----- DATA -----

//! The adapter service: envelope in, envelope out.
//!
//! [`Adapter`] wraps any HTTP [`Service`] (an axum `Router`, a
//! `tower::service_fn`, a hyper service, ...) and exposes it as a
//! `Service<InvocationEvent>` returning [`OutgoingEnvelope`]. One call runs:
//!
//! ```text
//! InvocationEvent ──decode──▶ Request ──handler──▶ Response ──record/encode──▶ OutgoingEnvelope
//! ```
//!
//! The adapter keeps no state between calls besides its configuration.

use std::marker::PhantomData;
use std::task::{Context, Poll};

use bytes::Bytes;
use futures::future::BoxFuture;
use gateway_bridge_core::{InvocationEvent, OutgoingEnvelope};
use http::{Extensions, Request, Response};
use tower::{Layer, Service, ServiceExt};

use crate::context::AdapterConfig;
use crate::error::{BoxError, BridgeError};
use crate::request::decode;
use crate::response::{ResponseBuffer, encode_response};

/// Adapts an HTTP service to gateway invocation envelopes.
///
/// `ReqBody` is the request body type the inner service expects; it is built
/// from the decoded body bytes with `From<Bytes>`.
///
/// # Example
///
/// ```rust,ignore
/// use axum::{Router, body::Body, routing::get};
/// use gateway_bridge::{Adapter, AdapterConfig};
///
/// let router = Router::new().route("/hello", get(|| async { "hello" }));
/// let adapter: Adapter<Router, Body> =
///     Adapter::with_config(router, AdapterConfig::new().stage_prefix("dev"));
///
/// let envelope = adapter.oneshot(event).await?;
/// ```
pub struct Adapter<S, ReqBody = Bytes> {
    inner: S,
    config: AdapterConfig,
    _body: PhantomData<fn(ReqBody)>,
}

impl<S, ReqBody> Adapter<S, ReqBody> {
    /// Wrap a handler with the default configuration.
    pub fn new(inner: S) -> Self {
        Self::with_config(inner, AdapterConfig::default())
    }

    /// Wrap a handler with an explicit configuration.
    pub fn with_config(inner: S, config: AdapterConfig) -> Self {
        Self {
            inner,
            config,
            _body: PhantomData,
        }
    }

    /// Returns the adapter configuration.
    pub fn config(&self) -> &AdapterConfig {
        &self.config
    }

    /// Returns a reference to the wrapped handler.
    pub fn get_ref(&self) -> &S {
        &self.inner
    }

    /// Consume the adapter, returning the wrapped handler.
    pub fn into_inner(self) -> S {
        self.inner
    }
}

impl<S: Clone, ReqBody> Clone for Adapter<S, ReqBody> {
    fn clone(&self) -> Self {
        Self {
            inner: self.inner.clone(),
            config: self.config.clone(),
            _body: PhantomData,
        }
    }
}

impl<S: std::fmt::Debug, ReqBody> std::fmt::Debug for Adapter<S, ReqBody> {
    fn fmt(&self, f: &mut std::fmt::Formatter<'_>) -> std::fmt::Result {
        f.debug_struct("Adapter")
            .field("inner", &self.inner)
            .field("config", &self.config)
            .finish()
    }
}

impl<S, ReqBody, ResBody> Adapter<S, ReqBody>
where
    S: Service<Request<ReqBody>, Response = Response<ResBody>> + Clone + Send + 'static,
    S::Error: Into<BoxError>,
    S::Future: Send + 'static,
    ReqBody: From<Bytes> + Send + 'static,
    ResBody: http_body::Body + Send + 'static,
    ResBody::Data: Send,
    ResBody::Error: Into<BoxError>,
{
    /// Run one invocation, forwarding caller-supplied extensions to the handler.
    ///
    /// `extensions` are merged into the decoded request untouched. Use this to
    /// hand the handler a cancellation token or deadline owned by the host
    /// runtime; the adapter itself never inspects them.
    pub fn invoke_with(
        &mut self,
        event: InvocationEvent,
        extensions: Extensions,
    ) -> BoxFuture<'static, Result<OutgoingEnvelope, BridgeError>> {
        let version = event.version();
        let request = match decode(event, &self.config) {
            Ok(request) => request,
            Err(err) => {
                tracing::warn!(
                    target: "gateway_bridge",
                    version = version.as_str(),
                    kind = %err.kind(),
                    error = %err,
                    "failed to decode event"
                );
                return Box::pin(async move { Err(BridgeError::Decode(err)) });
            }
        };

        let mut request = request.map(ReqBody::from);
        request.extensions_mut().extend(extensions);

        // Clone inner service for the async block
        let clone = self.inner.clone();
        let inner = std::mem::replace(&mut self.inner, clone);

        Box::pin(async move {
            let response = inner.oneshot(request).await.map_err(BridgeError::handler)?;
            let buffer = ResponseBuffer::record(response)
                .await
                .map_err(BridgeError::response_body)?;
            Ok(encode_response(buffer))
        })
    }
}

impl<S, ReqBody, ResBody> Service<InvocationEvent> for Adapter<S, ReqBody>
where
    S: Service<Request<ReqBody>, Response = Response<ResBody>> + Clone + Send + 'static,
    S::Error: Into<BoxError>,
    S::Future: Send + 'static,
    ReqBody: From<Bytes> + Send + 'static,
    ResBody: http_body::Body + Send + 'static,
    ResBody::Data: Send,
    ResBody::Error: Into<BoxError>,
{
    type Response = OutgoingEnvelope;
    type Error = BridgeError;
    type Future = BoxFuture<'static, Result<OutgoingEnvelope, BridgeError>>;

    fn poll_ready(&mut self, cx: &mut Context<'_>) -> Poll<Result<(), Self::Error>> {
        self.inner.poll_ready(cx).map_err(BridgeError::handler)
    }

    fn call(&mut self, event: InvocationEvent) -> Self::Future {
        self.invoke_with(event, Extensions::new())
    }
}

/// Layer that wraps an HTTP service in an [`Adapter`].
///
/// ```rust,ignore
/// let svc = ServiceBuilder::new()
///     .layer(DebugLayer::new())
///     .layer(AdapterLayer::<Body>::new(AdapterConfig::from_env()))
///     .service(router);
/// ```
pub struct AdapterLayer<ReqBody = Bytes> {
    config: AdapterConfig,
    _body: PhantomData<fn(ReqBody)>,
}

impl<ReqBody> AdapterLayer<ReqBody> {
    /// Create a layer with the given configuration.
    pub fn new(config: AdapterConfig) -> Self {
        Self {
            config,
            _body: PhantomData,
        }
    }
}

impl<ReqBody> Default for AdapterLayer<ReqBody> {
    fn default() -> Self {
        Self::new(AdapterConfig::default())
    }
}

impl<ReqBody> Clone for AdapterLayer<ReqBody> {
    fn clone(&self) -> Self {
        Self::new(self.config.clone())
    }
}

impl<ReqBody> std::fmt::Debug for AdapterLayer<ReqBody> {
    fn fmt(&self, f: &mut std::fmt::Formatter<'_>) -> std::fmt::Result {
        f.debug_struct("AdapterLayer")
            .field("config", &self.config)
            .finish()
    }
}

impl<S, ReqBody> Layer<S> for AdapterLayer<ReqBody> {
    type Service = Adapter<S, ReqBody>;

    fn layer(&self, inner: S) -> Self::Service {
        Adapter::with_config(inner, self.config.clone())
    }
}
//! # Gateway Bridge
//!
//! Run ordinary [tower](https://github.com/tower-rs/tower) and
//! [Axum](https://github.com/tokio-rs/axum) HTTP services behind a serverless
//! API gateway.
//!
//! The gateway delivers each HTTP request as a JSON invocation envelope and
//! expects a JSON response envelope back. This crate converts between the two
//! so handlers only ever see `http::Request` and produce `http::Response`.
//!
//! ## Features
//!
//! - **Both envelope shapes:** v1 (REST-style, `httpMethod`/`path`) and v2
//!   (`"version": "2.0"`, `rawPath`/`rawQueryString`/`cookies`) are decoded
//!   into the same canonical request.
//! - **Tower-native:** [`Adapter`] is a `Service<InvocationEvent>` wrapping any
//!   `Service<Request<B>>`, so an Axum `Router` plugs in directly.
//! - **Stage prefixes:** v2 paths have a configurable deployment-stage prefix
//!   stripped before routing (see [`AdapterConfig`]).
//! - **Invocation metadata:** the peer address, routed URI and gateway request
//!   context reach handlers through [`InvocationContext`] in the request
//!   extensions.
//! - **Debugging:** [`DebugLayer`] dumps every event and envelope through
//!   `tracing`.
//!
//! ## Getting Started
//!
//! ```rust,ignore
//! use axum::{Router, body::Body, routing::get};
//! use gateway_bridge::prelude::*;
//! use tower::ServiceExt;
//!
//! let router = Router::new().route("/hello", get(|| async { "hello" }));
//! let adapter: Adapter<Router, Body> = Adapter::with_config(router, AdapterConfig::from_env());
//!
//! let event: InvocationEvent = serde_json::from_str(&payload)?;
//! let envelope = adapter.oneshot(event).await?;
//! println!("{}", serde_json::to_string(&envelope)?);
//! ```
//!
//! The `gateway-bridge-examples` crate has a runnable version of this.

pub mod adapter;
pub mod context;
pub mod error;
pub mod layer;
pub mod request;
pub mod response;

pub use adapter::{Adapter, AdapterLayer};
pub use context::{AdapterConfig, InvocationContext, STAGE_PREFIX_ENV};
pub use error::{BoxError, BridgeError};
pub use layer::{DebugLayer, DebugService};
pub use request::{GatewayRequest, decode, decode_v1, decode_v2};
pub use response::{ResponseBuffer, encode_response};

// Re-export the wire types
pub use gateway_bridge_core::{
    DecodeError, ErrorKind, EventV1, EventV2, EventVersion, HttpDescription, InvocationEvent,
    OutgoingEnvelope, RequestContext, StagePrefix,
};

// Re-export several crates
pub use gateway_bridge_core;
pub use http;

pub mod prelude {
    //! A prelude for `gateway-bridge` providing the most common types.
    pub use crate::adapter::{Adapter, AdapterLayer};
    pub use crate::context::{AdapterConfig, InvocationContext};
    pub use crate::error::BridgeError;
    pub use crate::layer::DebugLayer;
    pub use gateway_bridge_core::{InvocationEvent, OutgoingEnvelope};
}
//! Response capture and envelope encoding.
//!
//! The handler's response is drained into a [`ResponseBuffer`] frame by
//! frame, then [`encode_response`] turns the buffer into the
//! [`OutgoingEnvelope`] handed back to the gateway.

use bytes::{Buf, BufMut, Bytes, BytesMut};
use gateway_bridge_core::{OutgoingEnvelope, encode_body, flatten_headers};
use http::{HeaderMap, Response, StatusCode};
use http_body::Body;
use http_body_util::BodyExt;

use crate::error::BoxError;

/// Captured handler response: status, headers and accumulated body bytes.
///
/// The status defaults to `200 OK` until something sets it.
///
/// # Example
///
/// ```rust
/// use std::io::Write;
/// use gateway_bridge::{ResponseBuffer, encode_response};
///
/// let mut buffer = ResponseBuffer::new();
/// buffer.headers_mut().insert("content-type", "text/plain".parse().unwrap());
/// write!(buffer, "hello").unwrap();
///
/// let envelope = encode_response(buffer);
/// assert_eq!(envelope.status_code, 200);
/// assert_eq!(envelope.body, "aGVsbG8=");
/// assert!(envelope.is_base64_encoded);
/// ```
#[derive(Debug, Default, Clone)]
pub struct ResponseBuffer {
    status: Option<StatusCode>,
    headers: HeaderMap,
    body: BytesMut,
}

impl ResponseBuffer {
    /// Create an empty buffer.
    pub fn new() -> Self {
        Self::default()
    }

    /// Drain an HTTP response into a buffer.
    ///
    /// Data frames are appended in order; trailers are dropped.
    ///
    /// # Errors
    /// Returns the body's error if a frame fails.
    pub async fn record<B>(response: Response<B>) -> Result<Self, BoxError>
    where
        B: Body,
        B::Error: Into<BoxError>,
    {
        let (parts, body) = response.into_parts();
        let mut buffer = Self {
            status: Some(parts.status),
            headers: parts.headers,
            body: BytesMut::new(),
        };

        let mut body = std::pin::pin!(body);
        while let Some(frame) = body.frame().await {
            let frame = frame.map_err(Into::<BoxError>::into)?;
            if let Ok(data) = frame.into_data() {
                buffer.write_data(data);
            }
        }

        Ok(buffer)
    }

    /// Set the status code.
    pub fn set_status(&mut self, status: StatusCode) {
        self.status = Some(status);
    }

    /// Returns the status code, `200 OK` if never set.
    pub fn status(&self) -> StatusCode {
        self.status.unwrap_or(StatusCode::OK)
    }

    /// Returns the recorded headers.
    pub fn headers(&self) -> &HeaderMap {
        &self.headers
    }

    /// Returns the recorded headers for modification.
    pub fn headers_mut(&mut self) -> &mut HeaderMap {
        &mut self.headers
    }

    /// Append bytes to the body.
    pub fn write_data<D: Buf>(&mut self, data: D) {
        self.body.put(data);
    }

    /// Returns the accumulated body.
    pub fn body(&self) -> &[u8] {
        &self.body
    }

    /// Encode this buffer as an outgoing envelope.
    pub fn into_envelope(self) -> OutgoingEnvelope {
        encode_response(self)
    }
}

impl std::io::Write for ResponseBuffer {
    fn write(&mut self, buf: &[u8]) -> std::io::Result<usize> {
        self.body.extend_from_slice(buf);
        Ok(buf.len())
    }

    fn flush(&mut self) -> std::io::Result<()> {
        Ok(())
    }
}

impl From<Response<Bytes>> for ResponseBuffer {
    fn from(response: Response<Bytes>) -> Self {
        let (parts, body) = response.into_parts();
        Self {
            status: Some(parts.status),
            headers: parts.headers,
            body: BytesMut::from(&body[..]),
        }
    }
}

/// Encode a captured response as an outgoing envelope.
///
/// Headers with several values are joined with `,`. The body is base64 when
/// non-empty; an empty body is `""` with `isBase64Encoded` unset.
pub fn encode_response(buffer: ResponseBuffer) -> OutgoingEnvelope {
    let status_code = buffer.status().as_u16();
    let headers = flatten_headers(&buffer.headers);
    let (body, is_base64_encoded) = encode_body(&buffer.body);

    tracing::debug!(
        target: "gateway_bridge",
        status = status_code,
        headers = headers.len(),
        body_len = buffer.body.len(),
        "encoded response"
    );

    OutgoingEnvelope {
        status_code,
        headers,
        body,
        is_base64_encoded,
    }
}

-----
----- DATA -----

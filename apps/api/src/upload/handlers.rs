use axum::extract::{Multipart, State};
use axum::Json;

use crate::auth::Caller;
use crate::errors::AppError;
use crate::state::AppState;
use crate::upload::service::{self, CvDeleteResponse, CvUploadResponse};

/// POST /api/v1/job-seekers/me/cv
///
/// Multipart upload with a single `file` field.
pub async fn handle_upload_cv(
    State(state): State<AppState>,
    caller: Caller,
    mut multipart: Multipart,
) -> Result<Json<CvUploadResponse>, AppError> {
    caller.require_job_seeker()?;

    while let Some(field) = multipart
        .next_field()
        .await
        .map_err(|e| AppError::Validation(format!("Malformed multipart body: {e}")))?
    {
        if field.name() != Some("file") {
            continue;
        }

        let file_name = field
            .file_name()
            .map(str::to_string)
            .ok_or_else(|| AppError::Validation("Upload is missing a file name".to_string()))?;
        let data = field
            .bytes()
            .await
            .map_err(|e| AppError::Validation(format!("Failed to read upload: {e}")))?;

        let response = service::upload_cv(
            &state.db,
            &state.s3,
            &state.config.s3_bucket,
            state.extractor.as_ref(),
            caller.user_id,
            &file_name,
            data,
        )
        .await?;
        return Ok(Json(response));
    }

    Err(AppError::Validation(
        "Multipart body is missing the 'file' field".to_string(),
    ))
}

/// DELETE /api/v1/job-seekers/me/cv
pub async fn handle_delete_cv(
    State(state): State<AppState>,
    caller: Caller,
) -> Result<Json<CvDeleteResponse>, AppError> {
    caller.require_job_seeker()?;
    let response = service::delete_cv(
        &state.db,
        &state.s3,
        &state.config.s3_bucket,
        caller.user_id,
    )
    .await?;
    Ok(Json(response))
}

-----

▶ [HOW TO COMPLETE THIS TASK] Send back an exact copy of only the lines from the line with "self.status = Some(status);" up to and including the line with "non-empty; an empty" in the data above.

▶ [RESPONSE]
        self.status = Some(status);
    }

    /// Returns the status code, `200 OK` if never set.
    pub fn status(&self) -> StatusCode {
        self.status.unwrap_or(StatusCode::OK)
    }

    /// Returns the recorded headers.
    pub fn headers(&self) -> &HeaderMap {
        &self.headers
    }

    /// Returns the recorded headers for modification.
    pub fn headers_mut(&mut self) -> &mut HeaderMap {
        &mut self.headers
    }

    /// Append bytes to the body.
    pub fn write_data<D: Buf>(&mut self, data: D) {
        self.body.put(data);
    }

    /// Returns the accumulated body.
    pub fn body(&self) -> &[u8] {
        &self.body
    }

    /// Encode this buffer as an outgoing envelope.
    pub fn into_envelope(self) -> OutgoingEnvelope {
        encode_response(self)
    }
}

impl std::io::Write for ResponseBuffer {
    fn write(&mut self, buf: &[u8]) -> std::io::Result<usize> {
        self.body.extend_from_slice(buf);
        Ok(buf.len())
    }

    fn flush(&mut self) -> std::io::Result<()> {
        Ok(())
    }
}

impl From<Response<Bytes>> for ResponseBuffer {
    fn from(response: Response<Bytes>) -> Self {
        let (parts, body) = response.into_parts();
        Self {
            status: Some(parts.status),
            headers: parts.headers,
            body: BytesMut::from(&body[..]),
        }
    }
}

/// Encode a captured response as an outgoing envelope.
///
/// Headers with several values are joined with `,`. The body is base64 when
/// non-empty; an empty body is `""` with `isBase64Encoded` unset.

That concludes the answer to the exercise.